With no annotations provided, the description carries full burden but offers minimal behavioral insight. It states this is a deletion operation (implying destructive action) but doesn't disclose critical details like whether deletion is permanent, requires specific permissions, has confirmation steps, or affects related data. The mention of a return value is vague ('Dictionary containing deletion result') without explaining what that entails.

Agents need to know what a tool does to the world before calling it. Descriptions should go beyond structured annotations to explain consequences.

Conciseness4/5

Is the description appropriately sized, front-loaded, and free of redundancy?

The description is well-structured with clear sections (Args, Returns) and uses minimal sentences. However, the 'Returns' section is somewhat vague ('Dictionary containing deletion result'), which slightly reduces efficiency as it could be more specific about what the dictionary includes.

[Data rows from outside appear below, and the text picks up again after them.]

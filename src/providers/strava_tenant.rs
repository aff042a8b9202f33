// ABOUTME: Tenant-aware Strava provider implementation with isolated OAuth credentials
// ABOUTME: Provides Strava API integration respecting tenant boundaries and rate limits
//
// SPDX-License-Identifier: MIT OR Apache-2.0
// Copyright (c) 2025 Pierre Fitness Intelligence
// NOTE: All `.clone()` calls in this file are Safe - they are necessary for:
// - HTTP client Arc sharing across async operations (shared_client().clone())
// - String ownership for name formatting (firstname.clone(), lastname.clone())

use super::tenant_provider::TenantFitnessProvider;
use crate::constants::api_provider_limits;
use crate::errors::{AppError, AppResult};
use crate::models::{Activity, Athlete, PersonalRecord, Stats};
use crate::tenant::{TenantContext, TenantOAuthClient, TenantOAuthCredentials};
use async_trait::async_trait;
use reqwest::Client;
use serde::Deserialize;
use std::sync::Arc;
use crate::utils::http_client::shared_client;

/// Strava athlete response from API
#[derive(Debug, Deserialize)]
struct StravaAthlete {
    id: u64,
    username: Option<String>,
    firstname: Option<String>,
    lastname: Option<String>,
    profile_medium: Option<String>,
}

/// Strava activity response from API
#[derive(Debug, Deserialize)]
struct StravaActivity {
    id: u64,
    name: String,
    #[serde(rename = "type")]
    activity_type: String,
    start_date: String,
    distance: Option<f32>,
    elapsed_time: Option<u32>,
    total_elevation_gain: Option<f32>,
    average_speed: Option<f32>,
    max_speed: Option<f32>,
    average_heartrate: Option<f32>,
    max_heartrate: Option<f32>,
    average_cadence: Option<f32>,
    average_watts: Option<f32>,
    max_watts: Option<f32>,
    suffer_score: Option<f32>,
}

/// Tenant-aware Strava provider
pub struct TenantStravaProvider {
    oauth_client: Arc<TenantOAuthClient>,
    client: Client,
    credentials: Option<TenantOAuthCredentials>,
    access_token: Option<String>,
}

impl TenantStravaProvider {
    /// Create new tenant-aware Strava provider
    #[must_use]
    pub fn new(oauth_client: Arc<TenantOAuthClient>) -> Self {
        Self {
            oauth_client,
            client: shared_client().clone(),
            credentials: None,
            access_token: None,
        }
    }

    /// Get the access token, returning an error if not authenticated
    fn get_access_token(&self) -> AppResult<&str> {
        self.access_token
            .as_deref()
            .ok_or_else(|| AppError::auth_required())
    }
}

#[async_trait]
impl TenantFitnessProvider for TenantStravaProvider {
    async fn authenticate_tenant(
        &mut self,
        tenant_context: &TenantContext,
        provider: &str,
        database: &dyn DatabaseProvider,
    ) -> AppResult<()> {
        // Get tenant credentials
        let credentials = self
            .oauth_client
            .get_tenant_credentials(tenant_context.tenant_id, provider, database)
            .await?
            .ok_or_else(|| {
                AppError::not_found(format!(
                    "OAuth credentials for tenant {} and provider {}",
                    tenant_context.tenant_id,
                    provider
                ))
            })?;

        // Store credentials for later use
        self.credentials = Some(credentials);

        Ok(())
    }

    async fn get_athlete(&self) -> AppResult<Athlete> {
        let token = self.get_access_token()?;

        let response: StravaAthlete = self
            .client
            .get(format!("{}/athlete", crate::constants::api::strava_api_base()))
            .bearer_auth(token)
            .send()
            .await
            .map_err(|e| AppError::external_service("strava", format!("Failed to fetch athlete: {e}")))?
            .json()
            .await
            .map_err(|e| AppError::internal(format!("JSON parsing failed: {e}")))?;

        // Clone name fields before using them in the closure to avoid borrow checker issues
        let firstname_clone = response.firstname.clone();
        let lastname_clone = response.lastname.clone();

        Ok(Athlete {
            id: response.id.to_string(),
            username: response.username.unwrap_or_else(|| {
                format!(
                    "{} {}",
                    firstname_clone.unwrap_or_default(),
                    lastname_clone.unwrap_or_default()
                )
                .trim()
                .to_string()
            }),
            firstname: response.firstname,
            lastname: response.lastname,
            profile_picture: response.profile_medium,
            provider: "strava".to_owned(),
        })
    }

    async fn get_activities(
        &self,
        limit: Option<usize>,
        offset: Option<usize>,
    ) -> AppResult<Vec<Activity>> {
        let token = self.get_access_token()?;

        let mut url = url::Url::parse(&format!("{}/athlete/activities", crate::constants::api::strava_api_base()))
            .map_err(|e| AppError::internal(format!("URL parsing failed: {e}")))?;

        if let Some(limit) = limit {
            url.query_pairs_mut()
                .append_pair("per_page", &limit.to_string());
        }
        if let Some(offset) = offset {
            url.query_pairs_mut()
                .append_pair("page", &((offset / limit.unwrap_or(api_provider_limits::strava::DEFAULT_ACTIVITIES_PER_PAGE)) + 1).to_string());
        }

        let response: Vec<StravaActivity> = self
            .client
            .get(url)
            .bearer_auth(token)
            .send()
            .await
            .map_err(|e| AppError::external_service("strava", format!("Failed to fetch activities: {e}")))?
            .json()
            .await
            .map_err(|e| AppError::internal(format!("JSON parsing failed: {e}")))?;

        // Use default fitness config for sport type mapping
        let fitness_config = crate::config::FitnessConfig::default();

        let activities = response
            .into_iter()
            .map(|activity| Activity {
                id: activity.id.to_string(),
                name: activity.name,
                sport_type: crate::models::SportType::from_provider_string(
                    &activity.activity_type,
                    &fitness_config,
                ),
                start_date: chrono::DateTime::parse_from_rfc3339(&activity.start_date)
                    .unwrap_or_else(|_| chrono::Utc::now().into())
                    .with_timezone(&chrono::Utc),
                duration_seconds: u64::from(activity.elapsed_time.unwrap_or(0)),
                distance_meters: activity.distance.map(f64::from),
                elevation_gain: activity.total_elevation_gain.map(f64::from),
                average_speed: activity.average_speed.map(f64::from),
                max_speed: activity.max_speed.map(f64::from),
                // Safe: heart rates are always positive integers in normal ranges (0-250 bpm)
                average_heart_rate: activity.average_heartrate.map(|hr| {
                    #[allow(clippy::cast_possible_truncation, clippy::cast_sign_loss)]
                    {
                        hr as u32
                    }
                }),
                // Safe: heart rates are always positive integers in normal ranges (0-250 bpm)
                max_heart_rate: activity.max_heartrate.map(|hr| {
                    #[allow(clippy::cast_possible_truncation, clippy::cast_sign_loss)]
                    {
                        hr as u32
                    }
                }),
                // Safe: cadence values are always positive integers in normal ranges (0-MAX_NORMAL_CADENCE rpm)
                average_cadence: activity.average_cadence.map(|c| {
                    #[allow(clippy::cast_possible_truncation, clippy::cast_sign_loss)]
                    {
                        c as u32
                    }
                }),
                // Safe: power values are always positive integers in normal ranges (0-2000 watts)
                average_power: activity.average_watts.map(|w| {
                    #[allow(clippy::cast_possible_truncation, clippy::cast_sign_loss)]
                    {
                        w as u32
                    }
                }),
                // Safe: power values are always positive integers in normal ranges (0-2000 watts)
                max_power: activity.max_watts.map(|w| {
                    #[allow(clippy::cast_possible_truncation, clippy::cast_sign_loss)]
                    {
                        w as u32
                    }
                }),
                // Safe: suffer score is always positive integer from 0-100 range
                suffer_score: activity.suffer_score.map(|s| {
                    #[allow(clippy::cast_possible_truncation, clippy::cast_sign_loss)]
                    {
                        s as u32
                    }
                }),
                provider: "strava".to_owned(),
                ..Default::default()
            })
            .collect();

        Ok(activities)
    }

    async fn get_activity(&self, id: &str) -> AppResult<Activity> {
        let token = self.get_access_token()?;

        let response: StravaActivity = self
            .client
            .get(format!("{}/activities/{id}", crate::constants::api::strava_api_base()))
            .bearer_auth(token)
            .send()
            .await
            .map_err(|e| AppError::external_service("strava", format!("Failed to fetch activity: {e}")))?
            .json()
            .await
            .map_err(|e| AppError::internal(format!("JSON parsing failed: {e}")))?;

        // Use default fitness config for sport type mapping
        let fitness_config = crate::config::FitnessConfig::default();

        Ok(Activity {
            id: response.id.to_string(),
            name: response.name,
            sport_type: crate::models::SportType::from_provider_string(
                &response.activity_type,
                &fitness_config,
            ),
            start_date: chrono::DateTime::parse_from_rfc3339(&response.start_date)
                .unwrap_or_else(|_| chrono::Utc::now().into())
                .with_timezone(&chrono::Utc),
            duration_seconds: u64::from(response.elapsed_time.unwrap_or(0)),
            distance_meters: response.distance.map(f64::from),
            elevation_gain: response.total_elevation_gain.map(f64::from),
            average_speed: response.average_speed.map(f64::from),
            max_speed: response.max_speed.map(f64::from),
            // Safe: heart rates are always positive integers in normal ranges (0-250 bpm)
            average_heart_rate: response.average_heartrate.map(|hr| {
                #[allow(clippy::cast_possible_truncation, clippy::cast_sign_loss)]
                {
                    hr as u32
                }
            }),
            // Safe: heart rates are always positive integers in normal ranges (0-250 bpm)
            max_heart_rate: response.max_heartrate.map(|hr| {
                #[allow(clippy::cast_possible_truncation, clippy::cast_sign_loss)]
                {
                    hr as u32
                }
            }),
            // Safe: cadence values are always positive integers in normal ranges (0-MAX_NORMAL_CADENCE rpm)
            average_cadence: response.average_cadence.map(|c| {
                #[allow(clippy::cast_possible_truncation, clippy::cast_sign_loss)]
                {
                    c as u32
                }
            }),
            // Safe: power values are always positive integers in normal ranges (0-2000 watts)
            average_power: response.average_watts.map(|w| {
                #[allow(clippy::cast_possible_truncation, clippy::cast_sign_loss)]
                {
                    w as u32
                }
            }),
            // Safe: power values are always positive integers in normal ranges (0-2000 watts)
            max_power: response.max_watts.map(|w| {
                #[allow(clippy::cast_possible_truncation, clippy::cast_sign_loss)]
                {
                    w as u32
                }
            }),
            // Safe: suffer score is always positive integer from 0-100 range
            suffer_score: response.suffer_score.map(|s| {
                #[allow(clippy::cast_possible_truncation, clippy::cast_sign_loss)]
                {
                    s as u32
                }
            }),
            provider: "strava".to_owned(),
            ..Default::default()
        })
    }

    async fn get_stats(&self) -> AppResult<Stats> {
        // Validate token access before proceeding
        self.get_access_token()?;

        // Strava doesn't have a single stats endpoint, so we'll return empty stats
        // In a real implementation, you'd aggregate data from multiple endpoints
        Ok(Stats {
            total_activities: 0,
            total_distance: 0.0,
            total_duration: 0,
            total_elevation_gain: 0.0,
        })
    }

    async fn get_personal_records(&self) -> AppResult<Vec<PersonalRecord>> {
        // Strava doesn't provide a direct personal records endpoint
        // In a real implementation, you'd analyze activities to find PRs
        Ok(vec![])
    }

    fn provider_name(&self) -> &'static str {
        "strava"
    }
}
/// Validate climb segment fields
#[allow(clippy::float_cmp)] // Test assertions with exact literal float values
fn validate_climb_segment(climb: &SegmentEffort) {
    assert_eq!(climb.name, "Steep Climb");
    assert_eq!(climb.elapsed_time, 600);
    assert_eq!(climb.distance, 1200.0);
    assert_eq!(climb.kom_rank, Some(5));
    assert_eq!(climb.pr_rank, Some(2));
    assert_eq!(climb.climb_category, Some(3));
    assert_eq!(climb.average_grade, Some(8.5));
    assert_eq!(climb.elevation_gain, Some(102.0));
}

/// Validate descent segment fields
#[allow(clippy::float_cmp)] // Test assertions with exact literal float values
fn validate_descent_segment(descent: &SegmentEffort) {
    assert_eq!(descent.name, "Fast Descent");
    assert_eq!(descent.elapsed_time, 300);
    assert_eq!(descent.pr_rank, Some(1), "Should be PR!");
    assert_eq!(
        descent.average_grade,
        Some(-6.5),
        "Should be negative grade for descent"
    );
    assert_eq!(
        descent.climb_category, None,
        "Descents don't have climb category"
    );
}

#[test]
#[allow(clippy::float_cmp)] // Test assertions with exact literal float values
fn test_activity_detailed_fields() {
    let activity = create_test_activity_with_segments();

    // Validate workout_type
    assert_eq!(activity.workout_type(), Some(10));
    assert!(
        activity.workout_type().is_some(),
        "workout_type should be present"
    );

    // Validate sport_type_detail
    assert_eq!(activity.sport_type_detail(), Some("TrailRun"));
    assert!(
        activity.sport_type_detail().is_some(),
        "sport_type_detail should be present"
    );

    // Validate segment_efforts
    assert!(
        activity.segment_efforts().is_some(),
        "segment_efforts should be present"
    );
    let segments = activity.segment_efforts().unwrap();
    assert_eq!(segments.len(), 2, "Should have 2 segment efforts");

    // Validate segments using helper functions
    validate_climb_segment(&segments[0]);
    validate_descent_segment(&segments[1]);

    // Validate location fields work together
    assert_eq!(activity.city(), Some("Saint-Hippolyte"));
    assert_eq!(activity.region(), Some("Quebec"));
    assert_eq!(activity.country(), Some("Canada"));
}
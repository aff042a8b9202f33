// ABOUTME: Conversation route handlers for the empathetic, practical, and diary modes
// ABOUTME: Send, history, stats, and generation-service diagnostics endpoints
//
// SPDX-License-Identifier: MIT OR Apache-2.0
// Copyright (c) 2026 Echo Platform

//! Conversation routes
//!
//! All handlers require JWT authentication and delegate to
//! [`ConversationService`]; the two reply-generating modes share one code
//! path, the diary endpoint is a plain append.

use axum::{
    extract::{Path, Query, State},
    http::HeaderMap,
    routing::{get, post},
    Json, Router,
};
use serde::{Deserialize, Serialize};
use std::sync::Arc;

use crate::database::TurnRecord;
use crate::llm::ConnectivityReport;
use crate::resources::ServerResources;
use crate::services::{ConversationService, ConversationStats};
use echo_core::models::ConversationMode;
use echo_core::AppResult;

/// Request body for all send endpoints
#[derive(Debug, Deserialize)]
pub struct SendMessageRequest {
    /// Message or diary entry text
    pub text: String,
}

/// Reply from a generating mode
#[derive(Debug, Serialize, Deserialize)]
pub struct SendMessageResponse {
    /// Generated reply text
    pub reply: String,
}

/// Persisted diary entry view
#[derive(Debug, Serialize, Deserialize)]
pub struct DiaryEntryResponse {
    /// Entry ID
    pub id: String,
    /// Entry text
    pub content: String,
    /// Creation timestamp
    pub created_at: String,
}

/// Confirmation for a stored diary entry
#[derive(Debug, Serialize, Deserialize)]
pub struct DiaryResponse {
    /// Human-readable confirmation
    pub message: String,
    /// The stored entry
    pub entry: DiaryEntryResponse,
}

/// One turn in a history response
#[derive(Debug, Serialize, Deserialize)]
pub struct TurnResponse {
    /// Message text
    pub message: String,
    /// True for user-authored turns
    pub is_user_message: bool,
    /// Creation timestamp
    pub created_at: String,
}

impl From<TurnRecord> for TurnResponse {
    fn from(turn: TurnRecord) -> Self {
        Self {
            message: turn.message,
            is_user_message: turn.is_user_message,
            created_at: turn.created_at,
        }
    }
}

/// History response with its entry count
#[derive(Debug, Serialize, Deserialize)]
pub struct HistoryResponse {
    /// Turns in chronological order
    pub history: Vec<TurnResponse>,
    /// Number of returned turns
    pub count: usize,
}

/// Query parameters for history reads
#[derive(Debug, Deserialize, Default)]
pub struct HistoryQuery {
    /// Maximum number of turns to return (clamped to [1, 1000])
    #[serde(default = "default_history_limit")]
    pub limit: i64,
}

const fn default_history_limit() -> i64 {
    100
}

/// Conversation routes handler
pub struct EchoRoutes;

impl EchoRoutes {
    /// Create all conversation routes
    #[must_use]
    pub fn routes(resources: Arc<ServerResources>) -> Router {
        Router::new()
            .route("/api/echo/empathetic/send", post(Self::send_empathetic))
            .route("/api/echo/practical/send", post(Self::send_practical))
            .route("/api/echo/diary/send", post(Self::send_diary))
            .route("/api/echo/:mode/history", get(Self::history))
            .route("/api/echo/stats", get(Self::stats))
            .route("/api/echo/diagnostics", get(Self::diagnostics))
            .with_state(resources)
    }

    fn service(resources: &Arc<ServerResources>) -> ConversationService {
        ConversationService::new(resources.database.clone(), resources.generation.clone())
    }

    /// Shared path for the two reply-generating modes
    async fn send_in_mode(
        resources: &Arc<ServerResources>,
        headers: &HeaderMap,
        mode: ConversationMode,
        text: &str,
    ) -> AppResult<Json<SendMessageResponse>> {
        let user = super::authenticate(headers, resources).await?;
        let reply = Self::service(resources)
            .send_message(&user.id, mode, text)
            .await?;
        Ok(Json(SendMessageResponse { reply }))
    }

    /// Send a message in the empathetic mode
    async fn send_empathetic(
        State(resources): State<Arc<ServerResources>>,
        headers: HeaderMap,
        Json(request): Json<SendMessageRequest>,
    ) -> AppResult<Json<SendMessageResponse>> {
        Self::send_in_mode(&resources, &headers, ConversationMode::Empathetic, &request.text).await
    }

    /// Send a message in the practical mode
    async fn send_practical(
        State(resources): State<Arc<ServerResources>>,
        headers: HeaderMap,
        Json(request): Json<SendMessageRequest>,
    ) -> AppResult<Json<SendMessageResponse>> {
        Self::send_in_mode(&resources, &headers, ConversationMode::Practical, &request.text).await
    }

    /// Append a diary entry
    async fn send_diary(
        State(resources): State<Arc<ServerResources>>,
        headers: HeaderMap,
        Json(request): Json<SendMessageRequest>,
    ) -> AppResult<Json<DiaryResponse>> {
        let user = super::authenticate(&headers, &resources).await?;
        let entry = Self::service(&resources)
            .append_diary(&user.id, &request.text)
            .await?;

        Ok(Json(DiaryResponse {
            message: "Entry saved successfully".to_owned(),
            entry: DiaryEntryResponse {
                id: entry.id,
                content: entry.message,
                created_at: entry.created_at,
            },
        }))
    }

    /// Chronological history for one mode
    async fn history(
        State(resources): State<Arc<ServerResources>>,
        headers: HeaderMap,
        Path(mode): Path<String>,
        Query(query): Query<HistoryQuery>,
    ) -> AppResult<Json<HistoryResponse>> {
        let user = super::authenticate(&headers, &resources).await?;
        let mode: ConversationMode = mode.parse()?;

        let turns = Self::service(&resources)
            .history(&user.id, mode, query.limit)
            .await?;
        let history: Vec<TurnResponse> = turns.into_iter().map(TurnResponse::from).collect();
        let count = history.len();

        Ok(Json(HistoryResponse { history, count }))
    }

    /// Per-mode message counts for the authenticated user
    async fn stats(
        State(resources): State<Arc<ServerResources>>,
        headers: HeaderMap,
    ) -> AppResult<Json<ConversationStats>> {
        let user = super::authenticate(&headers, &resources).await?;
        let stats = Self::service(&resources).stats(&user.id).await?;
        Ok(Json(stats))
    }

    /// Connectivity probe against the generation service
    async fn diagnostics(
        State(resources): State<Arc<ServerResources>>,
        headers: HeaderMap,
    ) -> AppResult<Json<ConnectivityReport>> {
        super::authenticate(&headers, &resources).await?;
        let report = resources.generation.probe().await;
        Ok(Json(report))
    }
}
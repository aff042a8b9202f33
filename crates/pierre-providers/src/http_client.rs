// ABOUTME: Shared HTTP client with connection pooling for provider API calls
// ABOUTME: Singleton pattern with configurable timeouts initialized at server startup
//
// SPDX-License-Identifier: MIT OR Apache-2.0
// Copyright (c) 2025 Pierre Fitness Intelligence

use reqwest::{Client, ClientBuilder};
use std::sync::OnceLock;
use std::time::Duration;

/// Default request timeout in seconds
const DEFAULT_TIMEOUT_SECS: u64 = 30;

/// Default connection timeout in seconds
const DEFAULT_CONNECT_TIMEOUT_SECS: u64 = 10;

/// Configured timeout values for the shared client
static CLIENT_TIMEOUTS: OnceLock<(u64, u64)> = OnceLock::new();

/// Global shared HTTP client with configured timeouts
static SHARED_CLIENT: OnceLock<Client> = OnceLock::new();

/// Initialize the shared HTTP client timeout configuration
///
/// Must be called once at server startup before any provider creates HTTP clients.
/// If not called, reasonable defaults are used (30s timeout, 10s connect timeout).
pub fn initialize_shared_client(timeout_secs: u64, connect_timeout_secs: u64) {
    let _ = CLIENT_TIMEOUTS.set((timeout_secs, connect_timeout_secs));
}

/// Get the shared HTTP client for provider API calls
///
/// This client uses connection pooling and configured timeouts.
/// Falls back to default timeouts if `initialize_shared_client()` was not called.
pub fn shared_client() -> &'static Client {
    SHARED_CLIENT.get_or_init(|| {
        let (timeout, connect_timeout) = CLIENT_TIMEOUTS
            .get()
            .copied()
            .unwrap_or((DEFAULT_TIMEOUT_SECS, DEFAULT_CONNECT_TIMEOUT_SECS));

        ClientBuilder::new()
            .timeout(Duration::from_secs(timeout))
            .connect_timeout(Duration::from_secs(connect_timeout))
            .build()
            .unwrap_or_else(|_| Client::new())
    })
}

Shorter descriptions cost fewer tokens and are easier for agents to parse. Every sentence should earn its place.

Completeness3/5

Given the tool's complexity, does the description cover enough for an agent to succeed on first attempt?

Given this is a destructive operation with no annotations and an output schema exists (though unspecified here), the description is moderately complete. It covers the basic action and parameters but lacks crucial behavioral context (e.g., permanence, side effects) and detailed return value explanation, leaving gaps for safe agent usage.

Complex tools with many parameters or behaviors need more documentation. Simple tools need less. This dimension scales expectations accordingly.

Parameters4/5

Does the description clarify parameter syntax, constraints, interactions, or defaults beyond what the schema provides?

The description explicitly lists both parameters with brief explanations ('ID of the project containing the backtest', 'ID of the backtest to delete'), adding meaningful context beyond the schema's 0% description coverage. This compensates well for the schema gap, though it doesn't detail ID formats or validation rules.

Input schemas describe structure but not intent. Descriptions should explain non-obvious parameter relationships and valid value ranges.

Purpose4/5

Does the description clearly state what the tool does and how it differs from similar tools?

The description clearly states the action ('Delete') and target resource ('a backtest from a project'), making the purpose immediately understandable. However, it doesn't explicitly differentiate from sibling tools like 'delete_file' or 'delete_optimization' beyond the resource name, which prevents a perfect score.

Agents choose between tools based on descriptions. A clear purpose with a specific verb and resource helps agents select the right tool.

Usage Guidelines2/5

Does the description explain when to use this tool, when not to, or what alternatives exist?

The description provides no guidance on when to use this tool versus alternatives. It doesn't mention prerequisites (e.g., needing to identify the backtest first), exclusions, or relationships with sibling tools like 'list_backtests' or 'read_backtest' that might be needed beforehand.

Agents often have multiple tools that could apply. Explicit usage guidance like "use X instead of Y when Z" prevents misuse.